Coty (COTY) stock had a strong run in 2019 due to new management, the decision to divest its Professional Beauty business, and a strategic partnership with Kylie Jenner. As of December 27, the stock has risen 67% year-to-date. In comparison, Estée Lauder stock has risen 60%.
Will Coty’s turnaround improve its prospects?
In July, Coty announced its turnaround plan, which aims to address the weakness in its Consumer Beauty business and improve its margins. The beauty brands acquired from Procter & Gamble in 2016 have been hurting the Consumer Beauty business. Also, integration issues related to the acquisition and a slowdown in the demand for mass beauty brands have been major headwinds for Coty’s Consumer Beauty business.
The trend of a minimal or no-makeup look and the popularity of upcoming brands backed by social media influencers have also impacted Coty. In October, the company announced that it might divest its Professional Beauty business and associated hair brands. The company also intends to divest its Brazilian operations. The Professional Beauty business includes a portfolio of hair and nail brands like Wella, OPI, Clairol, and GHD.
Coty wants to focus on its fragrance, cosmetics, and skincare businesses. The company plans to use the proceeds from the potential sale of the Professional Beauty business and related businesses to lower its debt levels. Coty also intends to use the proceeds to return excess cash to shareholders.
In November, Coty entered into a strategic partnership with Kylie Jenner to expand the latter’s beauty business. Jenner is a popular personality with millions of followers on social media. Coty will acquire a 51% stake in Jenner’s cosmetics and skincare business for $600 million. The company expects the partnership to be accretive to the revenue growth of its core fragrance, cosmetics, and skincare business by over 1% annually over the next three years.
Last year, Jenner entered into a deal with specialty retailer Ulta Beauty (ULTA). Ulta Beauty started offering Kylie Cosmetics in all of its stores. The deal also marked Kylie Cosmetics’ expansion beyond the e-commerce only platform.

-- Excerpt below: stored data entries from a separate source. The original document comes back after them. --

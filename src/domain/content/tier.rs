//! Content tiers and tiered text with fallback resolution.

use serde::{Deserialize, Serialize};

crate::learner_enum! {
    /// Which pre-authored variant of a text to display
    ContentTier {
        Simple => "simple",
        Standard => "standard",
        Advanced => "advanced",
    }
}

impl ContentTier {
    /// Tiers to try, most preferred first, when `self` is requested.
    ///
    /// | Requested | Order |
    /// |-----------|-------|
    /// | simple | simple, standard, advanced |
    /// | standard | standard, simple, advanced |
    /// | advanced | advanced, standard, simple |
    pub fn fallback_order(self) -> [ContentTier; 3] {
        match self {
            ContentTier::Simple => [ContentTier::Simple, ContentTier::Standard, ContentTier::Advanced],
            ContentTier::Standard => [ContentTier::Standard, ContentTier::Simple, ContentTier::Advanced],
            ContentTier::Advanced => [ContentTier::Advanced, ContentTier::Standard, ContentTier::Simple],
        }
    }
}

/// A text bundle with up to one variant per tier.
#[derive(Debug, Clone, Default, PartialEq, Eq, Serialize, Deserialize)]
pub struct TieredText {
    #[serde(default, skip_serializing_if = "Option::is_none")]
    pub simple: Option<String>,
    #[serde(default, skip_serializing_if = "Option::is_none")]
    pub standard: Option<String>,
    #[serde(default, skip_serializing_if = "Option::is_none")]
    pub advanced: Option<String>,
}

impl TieredText {
    /// Bundle with all three tiers present.
    pub fn new(
        simple: impl Into<String>,
        standard: impl Into<String>,
        advanced: impl Into<String>,
    ) -> Self {
        Self {
            simple: Some(simple.into()),
            standard: Some(standard.into()),
            advanced: Some(advanced.into()),
        }
    }

    /// The variant for exactly `tier`, without fallback.
    pub fn get(&self, tier: ContentTier) -> Option<&str> {
        match tier {
            ContentTier::Simple => self.simple.as_deref(),
            ContentTier::Standard => self.standard.as_deref(),
            ContentTier::Advanced => self.advanced.as_deref(),
        }
    }

    /// Resolves `tier` through its fallback order.
    ///
    /// Returns `None` only when the bundle is empty.
    pub fn resolve(&self, tier: ContentTier) -> Option<&str> {
        tier.fallback_order().into_iter().find_map(|t| self.get(t))
    }

    pub fn is_empty(&self) -> bool {
        self.simple.is_none() && self.standard.is_none() && self.advanced.is_none()
    }
}
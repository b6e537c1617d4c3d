//! Fixed word banks for the three fields a profile code carries.
//!
//! Each enum value owns five words. Encoding always emits the first word;
//! decoding accepts any of the five. Words are unique across all banks.

use std::collections::HashMap;

use once_cell::sync::Lazy;

use crate::domain::learner::{ChallengeLevel, InterfaceStyle, LearningStyle};

/// Words per enum value.
pub const WORDS_PER_VALUE: usize = 5;

type Entries<T> = &'static [(T, [&'static str; WORDS_PER_VALUE])];

/// One field's value-to-words table with a reverse index built on first use.
pub struct WordBank<T: 'static> {
    name: &'static str,
    entries: Entries<T>,
    index: Lazy<HashMap<&'static str, T>>,
}

impl<T: Copy + PartialEq> WordBank<T> {
    /// Bank name used in diagnostics ("style", "interface", "challenge").
    pub fn name(&self) -> &'static str {
        self.name
    }

    /// Every `(value, words)` row, in table order.
    pub fn entries(&self) -> Entries<T> {
        self.entries
    }

    /// All words for `value`. Empty only if the table is missing a row.
    pub fn words_for(&self, value: T) -> &'static [&'static str] {
        self.entries
            .iter()
            .find(|(v, _)| *v == value)
            .map(|(_, words)| &words[..])
            .unwrap_or(&[])
    }

    /// The word encoding emits for `value`.
    pub fn primary_word(&self, value: T) -> Option<&'static str> {
        self.words_for(value).first().copied()
    }

    /// The value whose word list contains `word`.
    pub fn lookup(&self, word: &str) -> Option<T> {
        self.index.get(word).copied()
    }

    /// Iterates every word in the bank.
    pub fn words(&self) -> impl Iterator<Item = &'static str> + '_ {
        self.entries.iter().flat_map(|(_, words)| words.iter().copied())
    }
}

fn index_of<T: Copy>(entries: Entries<T>) -> HashMap<&'static str, T> {
    entries
        .iter()
        .flat_map(|(value, words)| words.iter().map(move |w| (*w, *value)))
        .collect()
}

const STYLE_ENTRIES: Entries<LearningStyle> = &[
    (LearningStyle::Visual, ["bright", "sharp", "clear", "vivid", "crystal"]),
    (LearningStyle::Auditory, ["melodic", "rhythmic", "harmonic", "tuned", "resonant"]),
    (LearningStyle::Kinesthetic, ["swift", "agile", "dynamic", "active", "kinetic"]),
    (LearningStyle::Reading, ["wise", "studious", "scholarly", "thoughtful", "detailed"]),
];

const INTERFACE_ENTRIES: Entries<InterfaceStyle> = &[
    (InterfaceStyle::Premium, ["eagle", "falcon", "phoenix", "hawk", "dragon"]),
    (InterfaceStyle::Simple, ["oak", "pine", "cedar", "maple", "willow"]),
    (InterfaceStyle::Accessible, ["gentle", "calm", "steady", "patient", "kind"]),
];

const CHALLENGE_ENTRIES: Entries<ChallengeLevel> = &[
    (ChallengeLevel::High, ["summit", "peak", "apex", "zenith", "crest"]),
    (ChallengeLevel::Medium, ["bridge", "path", "journey", "flow", "stream"]),
    (ChallengeLevel::Low, ["meadow", "garden", "harbor", "haven", "grove"]),
];

/// First token: learning style.
pub static STYLE_BANK: WordBank<LearningStyle> = WordBank {
    name: "style",
    entries: STYLE_ENTRIES,
    index: Lazy::new(|| index_of(STYLE_ENTRIES)),
};

/// Second token: interface style.
pub static INTERFACE_BANK: WordBank<InterfaceStyle> = WordBank {
    name: "interface",
    entries: INTERFACE_ENTRIES,
    index: Lazy::new(|| index_of(INTERFACE_ENTRIES)),
};

/// Third token: challenge level.
pub static CHALLENGE_BANK: WordBank<ChallengeLevel> = WordBank {
    name: "challenge",
    entries: CHALLENGE_ENTRIES,
    index: Lazy::new(|| index_of(CHALLENGE_ENTRIES)),
};

#[cfg(test)]
mod tests {
    use super::*;
    use std::collections::HashSet;

    #[test]
    fn every_value_has_five_words() {
        for style in LearningStyle::ALL {
            assert_eq!(STYLE_BANK.words_for(*style).len(), WORDS_PER_VALUE);
        }
        for interface in InterfaceStyle::ALL {
            assert_eq!(INTERFACE_BANK.words_for(*interface).len(), WORDS_PER_VALUE);
        }
        for challenge in ChallengeLevel::ALL {
            assert_eq!(CHALLENGE_BANK.words_for(*challenge).len(), WORDS_PER_VALUE);
        }
    }

    #[test]
    fn primary_words() {
        assert_eq!(STYLE_BANK.primary_word(LearningStyle::Visual), Some("bright"));
        assert_eq!(INTERFACE_BANK.primary_word(InterfaceStyle::Simple), Some("oak"));
        assert_eq!(CHALLENGE_BANK.primary_word(ChallengeLevel::Low), Some("meadow"));
    }

    #[test]
    fn lookup_accepts_any_word_of_a_value() {
        assert_eq!(STYLE_BANK.lookup("kinetic"), Some(LearningStyle::Kinesthetic));
        assert_eq!(INTERFACE_BANK.lookup("willow"), Some(InterfaceStyle::Simple));
        assert_eq!(CHALLENGE_BANK.lookup("zenith"), Some(ChallengeLevel::High));
    }

    #[test]
    fn lookup_is_per_bank() {
        // "eagle" is an interface word, not a style word.
        assert_eq!(STYLE_BANK.lookup("eagle"), None);
        assert_eq!(CHALLENGE_BANK.lookup("bright"), None);
    }

    #[test]
    fn lookup_is_case_sensitive() {
        assert_eq!(STYLE_BANK.lookup("Bright"), None);
    }

    #[test]
    fn words_are_unique_across_banks() {
        let all: Vec<_> = STYLE_BANK
            .words()
            .chain(INTERFACE_BANK.words())
            .chain(CHALLENGE_BANK.words())
            .collect();
        let unique: HashSet<_> = all.iter().collect();
        assert_eq!(all.len(), unique.len());
        assert_eq!(all.len(), (4 + 3 + 3) * WORDS_PER_VALUE);
    }

    #[test]
    fn words_are_lowercase_ascii() {
        for word in STYLE_BANK
            .words()
            .chain(INTERFACE_BANK.words())
            .chain(CHALLENGE_BANK.words())
        {
            assert!(word.chars().all(|c| c.is_ascii_lowercase()), "{}", word);
        }
    }
}
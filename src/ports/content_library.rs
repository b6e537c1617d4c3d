//! ContentLibrary port - tiered lesson and quiz text.

use crate::domain::content::{Lesson, LearningModule};

/// Read access to the learning modules.
///
/// The library is external data; the adaptation engine only chooses which
/// tier of each text to show.
pub trait ContentLibrary: Send + Sync {
    /// All modules, in catalogue order.
    fn modules(&self) -> &[LearningModule];

    /// Finds a module by id.
    fn module(&self, module_id: &str) -> Option<&LearningModule> {
        self.modules().iter().find(|m| m.id == module_id)
    }

    /// Finds a lesson within a module.
    fn lesson(&self, module_id: &str, lesson_id: &str) -> Option<(&LearningModule, &Lesson)> {
        let module = self.module(module_id)?;
        let lesson = module.lesson(lesson_id)?;
        Some((module, lesson))
    }
}
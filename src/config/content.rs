//! Content library configuration

use serde::Deserialize;
use std::path::PathBuf;

use super::error::ValidationError;

/// Content library source
#[derive(Debug, Clone, Deserialize, Default)]
pub struct ContentConfig {
    /// YAML library file; the built-in library is used when unset
    pub library_path: Option<PathBuf>,
}

impl ContentConfig {
    /// Validate content configuration
    pub fn validate(&self) -> Result<(), ValidationError> {
        match &self.library_path {
            Some(path) if !path.is_file() => Err(ValidationError::ContentFileMissing(path.clone())),
            _ => Ok(()),
        }
    }
}
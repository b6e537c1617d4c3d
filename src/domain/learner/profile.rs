//! LearnerProfile value object and its field enums

use serde::{Deserialize, Serialize};

crate::learner_enum! {
    /// Dominant sensory channel for taking in new material
    LearningStyle {
        Visual => "visual",
        Auditory => "auditory",
        Kinesthetic => "kinesthetic",
        Reading => "reading",
    }
}

crate::learner_enum! {
    /// What drives the learner to engage
    Motivation {
        Intrinsic => "intrinsic",
        Extrinsic => "extrinsic",
        Mixed => "mixed",
    }
}

crate::learner_enum! {
    /// Preferred pace through material
    PacePreference {
        Fast => "fast",
        Moderate => "moderate",
        Slow => "slow",
    }
}

crate::learner_enum! {
    /// Appetite for difficult material
    ChallengeLevel {
        High => "high",
        Medium => "medium",
        Low => "low",
    }
}

crate::learner_enum! {
    /// Solo versus group learning
    SocialLearning {
        Individual => "individual",
        Group => "group",
        Mixed => "mixed",
    }
}

crate::learner_enum! {
    /// Typical session length
    TimePreference {
        Short => "short",
        Medium => "medium",
        Long => "long",
    }
}

crate::learner_enum! {
    /// Comfort with apps and technology
    TechComfort {
        High => "high",
        Medium => "medium",
        Low => "low",
    }
}

crate::learner_enum! {
    /// Presentation family the UI renders in
    InterfaceStyle {
        Premium => "premium",
        Simple => "simple",
        Accessible => "accessible",
    }
}

crate::learner_enum! {
    /// Declared accessibility need
    AccessibilityNeeds {
        None => "none",
        Visual => "visual",
        Cognitive => "cognitive",
        Motor => "motor",
    }
}

crate::learner_enum! {
    /// Vocabulary level the learner is comfortable with
    LiteracyLevel {
        High => "high",
        Medium => "medium",
        Basic => "basic",
    }
}

/// The ten-field learner profile.
///
/// A closed record: every field always holds exactly one value and there are
/// no optional or extension fields. Profiles are produced by scoring or by
/// decoding a profile code and are never mutated field-wise afterwards; a new
/// profile replaces the old one wholesale (see [`super::ActiveProfile`]).
#[derive(Debug, Clone, Copy, PartialEq, Eq, Hash, Serialize, Deserialize)]
#[serde(rename_all = "camelCase", deny_unknown_fields)]
pub struct LearnerProfile {
    pub learning_style: LearningStyle,
    pub motivation: Motivation,
    pub pace_preference: PacePreference,
    pub challenge_level: ChallengeLevel,
    pub social_learning: SocialLearning,
    pub time_preference: TimePreference,
    pub tech_comfort: TechComfort,
    pub interface_style: InterfaceStyle,
    pub accessibility_needs: AccessibilityNeeds,
    pub literacy_level: LiteracyLevel,
}

impl LearnerProfile {
    /// Enumerates every profile in the finite ten-field domain.
    ///
    /// 4 * 3^8 * 4 = 104,976 profiles. Intended for exhaustive tests of the
    /// adaptation engine.
    pub fn all() -> impl Iterator<Item = LearnerProfile> {
        LearningStyle::ALL.iter().flat_map(move |&learning_style| {
            Motivation::ALL.iter().flat_map(move |&motivation| {
                PacePreference::ALL.iter().flat_map(move |&pace_preference| {
                    ChallengeLevel::ALL.iter().flat_map(move |&challenge_level| {
                        SocialLearning::ALL.iter().flat_map(move |&social_learning| {
                            TimePreference::ALL.iter().flat_map(move |&time_preference| {
                                TechComfort::ALL.iter().flat_map(move |&tech_comfort| {
                                    InterfaceStyle::ALL.iter().flat_map(move |&interface_style| {
                                        AccessibilityNeeds::ALL.iter().flat_map(
                                            move |&accessibility_needs| {
                                                LiteracyLevel::ALL.iter().map(
                                                    move |&literacy_level| LearnerProfile {
                                                        learning_style,
                                                        motivation,
                                                        pace_preference,
                                                        challenge_level,
                                                        social_learning,
                                                        time_preference,
                                                        tech_comfort,
                                                        interface_style,
                                                        accessibility_needs,
                                                        literacy_level,
                                                    },
                                                )
                                            },
                                        )
                                    })
                                })
                            })
                        })
                    })
                })
            })
        })
    }

    /// True when the learner should get the accessible presentation family.
    pub fn needs_accessible_presentation(&self) -> bool {
        self.literacy_level == LiteracyLevel::Basic
            || self.interface_style == InterfaceStyle::Accessible
    }
}

#[cfg(test)]
pub(crate) mod fixtures {
    use super::*;

    /// A dense, high-literacy profile.
    pub fn premium_profile() -> LearnerProfile {
        LearnerProfile {
            learning_style: LearningStyle::Kinesthetic,
            motivation: Motivation::Extrinsic,
            pace_preference: PacePreference::Fast,
            challenge_level: ChallengeLevel::High,
            social_learning: SocialLearning::Individual,
            time_preference: TimePreference::Long,
            tech_comfort: TechComfort::High,
            interface_style: InterfaceStyle::Premium,
            accessibility_needs: AccessibilityNeeds::None,
            literacy_level: LiteracyLevel::High,
        }
    }
}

Will the stock continue to rally?
On November 6, Coty stock rose 13.6% after the company reported better-than-expected earnings for the first quarter of fiscal 2020. The company’s adjusted EPS of $0.07 beat analysts’ estimate by one cent but fell 36.4% YoY (year-over-year). Aside from lower revenues, Coty’s EPS was also impacted by an unfavorable comparison with the first quarter of fiscal 2019, which included a one-time tax benefit of $30 million.
Coty’s first-quarter revenues fell 4.4% YoY to $1.94 billion and lagged analysts’ forecast of $1.97 billion. The company’s top-line was hurt by a 13.5% decline in its Consumer Beauty business, which includes brands like Cover Girl, Max Factor, and Sally Hansen. Continued weakness in the mass beauty market impacted the company’s Consumer Beauty sales.
The Luxury segment’s revenues rose 1.7% YoY due to strength in Gucci, Burberry, Hugo Boss, and Chloe Fragrances. Coty’s Professional Beauty business saw its revenues rise 2.4% due to strength in North America and the GHD brand.
Analysts expect Coty’s revenues to fall 5.3% to $8.19 billion in fiscal 2020. Persistent weakness in the Consumer Beauty business, partially offset by Luxury business growth, could influence Coty’s revenues. Analysts expect the fiscal 2020 adjusted EPS to increase 4.6% YoY to $0.68. Improved margins due to a shift in the mix towards higher-margin products and cost efficiencies could drive the company’s earnings.
Analysts expect Coty stock to rise about 16% to an estimated target price of $12.77 over the next year. Currently, ten out of 14 analysts have a “hold” recommendation for Coty stock. Three analysts recommend a “buy,” while one recommends a “sell.”
Coty is reducing its size to focus on profitable brands, streamlining its operations, and reducing costs. However, reviving the Consumer Beauty business will likely impact Coty stock in 2020.